*Exercise*.
Exactly how many lines in the data below contain the string "GameState"? Give that number and nothing else.

··· Data under study

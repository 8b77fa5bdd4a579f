//! Host state captured as a JSON snapshot.
//!
//! A snapshot stands in for the live game: it implements every host trait so
//! the binary can drive the tracker and controller from a file that is
//! re-read on each tick.
//!
//! Encounter records the adapter cannot interpret are dropped with a warning
//! instead of failing the whole load.

use std::collections::{BTreeMap, HashMap};
use std::fs;
use std::path::Path;
use std::rc::Rc;

use anyhow::{Context, Result};
use serde::Deserialize;
use serde_json::Value;
use tracing::{debug, warn};

use crate::core::catchable::resolve_catchable_set;
use crate::core::types::{
    AvailabilityEntry, BossEncounter, EncounterRecord, PokemonEncounter, Requirement,
    RequirementRef, RosterMember, TrainerEncounter,
};
use crate::host::{
    CompletionOracle, Dungeon, Location, PartyPokemon, PartyRegistry, RunState, StaticDungeon,
    Town,
};

#[derive(Debug, Clone, Copy, Default, PartialEq, Eq, Deserialize)]
#[serde(rename_all = "lowercase")]
pub enum GameState {
    #[default]
    Town,
    Dungeon,
}

/// Requirement frozen at snapshot time.
#[derive(Debug, Clone, PartialEq, Eq, Deserialize)]
pub struct RequirementState {
    pub completed: bool,
    #[serde(default)]
    pub description: Option<String>,
}

impl Requirement for RequirementState {
    fn is_completed(&self) -> bool {
        self.completed
    }

    fn description(&self) -> Option<&str> {
        self.description.as_deref()
    }
}

#[derive(Debug, Default, Deserialize)]
#[serde(default)]
struct SnapshotFile {
    game_state: GameState,
    run: Option<RunFile>,
    town: Option<TownFile>,
    dungeons: BTreeMap<String, DungeonFile>,
    party: BTreeMap<String, PartyFile>,
}

#[derive(Debug, Default, Deserialize)]
#[serde(default)]
struct RunFile {
    dungeon: Option<String>,
    finished: bool,
}

#[derive(Debug, Deserialize)]
struct TownFile {
    name: String,
    #[serde(default)]
    dungeon: Option<String>,
}

#[derive(Debug, Default, Deserialize)]
#[serde(default)]
struct DungeonFile {
    normal_encounters: Vec<Value>,
    bosses: Vec<Value>,
    available: Option<Vec<AvailabilityEntry>>,
}

#[derive(Debug, Deserialize)]
struct PartyFile {
    #[serde(default)]
    shiny: bool,
}

#[derive(Debug, Deserialize)]
#[serde(tag = "kind", rename_all = "lowercase")]
enum RecordFile {
    Pokemon {
        name: String,
        #[serde(default)]
        hidden: bool,
        #[serde(default)]
        shadow_trainer_only: bool,
        #[serde(default)]
        mimic: bool,
        #[serde(default)]
        requirement: Option<RequirementState>,
    },
    Boss {
        name: String,
        #[serde(default)]
        requirement: Option<RequirementState>,
    },
    Trainer {
        #[serde(default)]
        name: Option<String>,
        #[serde(default)]
        team: Vec<RosterMember>,
        #[serde(default)]
        requirement: Option<RequirementState>,
    },
}

impl From<RecordFile> for EncounterRecord {
    fn from(record: RecordFile) -> Self {
        match record {
            RecordFile::Pokemon {
                name,
                hidden,
                shadow_trainer_only,
                mimic,
                requirement,
            } => EncounterRecord::Pokemon(PokemonEncounter {
                name,
                hidden,
                shadow_trainer_only,
                mimic,
                requirement: requirement.map(into_ref),
            }),
            RecordFile::Boss { name, requirement } => EncounterRecord::BossPokemon(BossEncounter {
                name,
                requirement: requirement.map(into_ref),
            }),
            RecordFile::Trainer {
                name,
                team,
                requirement,
            } => EncounterRecord::Trainer(TrainerEncounter {
                name,
                team,
                requirement: requirement.map(into_ref),
            }),
        }
    }
}

fn into_ref(state: RequirementState) -> RequirementRef {
    Rc::new(state)
}

#[derive(Debug, Clone)]
pub struct SnapshotTown {
    pub name: String,
    pub dungeon: Option<StaticDungeon>,
}

impl Town for SnapshotTown {
    fn name(&self) -> &str {
        &self.name
    }

    fn dungeon(&self) -> Option<&dyn Dungeon> {
        self.dungeon.as_ref().map(|dungeon| dungeon as &dyn Dungeon)
    }
}

/// Host state loaded from a snapshot file.
#[derive(Debug, Clone, Default)]
pub struct SnapshotHost {
    pub game_state: GameState,
    pub run_dungeon: Option<StaticDungeon>,
    pub run_finished: bool,
    pub town: Option<SnapshotTown>,
    pub party: HashMap<String, PartyPokemon>,
}

impl RunState for SnapshotHost {
    fn is_run_active(&self) -> bool {
        self.game_state == GameState::Dungeon
    }

    fn run_dungeon(&self) -> Option<&dyn Dungeon> {
        self.run_dungeon
            .as_ref()
            .map(|dungeon| dungeon as &dyn Dungeon)
    }

    fn run_finished(&self) -> bool {
        self.run_finished
    }
}

impl Location for SnapshotHost {
    fn current_town(&self) -> Option<&dyn Town> {
        self.town.as_ref().map(|town| town as &dyn Town)
    }
}

impl PartyRegistry for SnapshotHost {
    fn pokemon_by_name(&self, name: &str) -> Option<PartyPokemon> {
        self.party.get(name).copied()
    }
}

impl CompletionOracle for SnapshotHost {
    /// Every catchable pokemon is in the party, and shiny when asked.
    fn dungeon_completed(&self, dungeon: &dyn Dungeon, shiny: bool) -> bool {
        resolve_catchable_set(dungeon).iter().all(|name| {
            self.pokemon_by_name(name)
                .is_some_and(|pokemon| !shiny || pokemon.shiny)
        })
    }
}

/// Load a host snapshot from a JSON file.
pub fn load_snapshot(path: &Path) -> Result<SnapshotHost> {
    debug!(path = %path.display(), "loading host snapshot");
    let contents = fs::read_to_string(path)
        .with_context(|| format!("read snapshot {}", path.display()))?;
    parse_snapshot(&contents).with_context(|| format!("parse snapshot {}", path.display()))
}

/// Parse a host snapshot from JSON text.
pub fn parse_snapshot(contents: &str) -> Result<SnapshotHost> {
    let file: SnapshotFile = serde_json::from_str(contents).context("parse snapshot json")?;

    let dungeons: BTreeMap<String, StaticDungeon> = file
        .dungeons
        .into_iter()
        .map(|(name, dungeon)| {
            let built = build_dungeon(&name, dungeon);
            (name, built)
        })
        .collect();

    let run = file.run.unwrap_or_default();
    let run_dungeon = run
        .dungeon
        .as_deref()
        .and_then(|name| lookup_dungeon(&dungeons, name, "run"));

    let town = file.town.map(|town| {
        let dungeon = town
            .dungeon
            .as_deref()
            .and_then(|name| lookup_dungeon(&dungeons, name, "town"));
        SnapshotTown {
            name: town.name,
            dungeon,
        }
    });

    let party = file
        .party
        .into_iter()
        .map(|(name, entry)| (name, PartyPokemon { shiny: entry.shiny }))
        .collect();

    Ok(SnapshotHost {
        game_state: file.game_state,
        run_dungeon,
        run_finished: run.finished,
        town,
        party,
    })
}

fn lookup_dungeon(
    dungeons: &BTreeMap<String, StaticDungeon>,
    name: &str,
    source: &str,
) -> Option<StaticDungeon> {
    let found = dungeons.get(name).cloned();
    if found.is_none() {
        warn!(dungeon = name, source, "snapshot references unknown dungeon");
    }
    found
}

fn build_dungeon(name: &str, file: DungeonFile) -> StaticDungeon {
    StaticDungeon {
        name: name.to_string(),
        normal_encounters: build_records(name, "normal_encounters", file.normal_encounters),
        bosses: build_records(name, "bosses", file.bosses),
        available: file.available,
    }
}

fn build_records(dungeon: &str, list: &str, raw: Vec<Value>) -> Vec<EncounterRecord> {
    raw.into_iter()
        .enumerate()
        .filter_map(
            |(index, value)| match serde_json::from_value::<RecordFile>(value) {
                Ok(record) => Some(record.into()),
                Err(err) => {
                    warn!(dungeon, list, index, error = %err, "dropping malformed encounter record");
                    None
                }
            },
        )
        .collect()
}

······

*Exercise output*.
4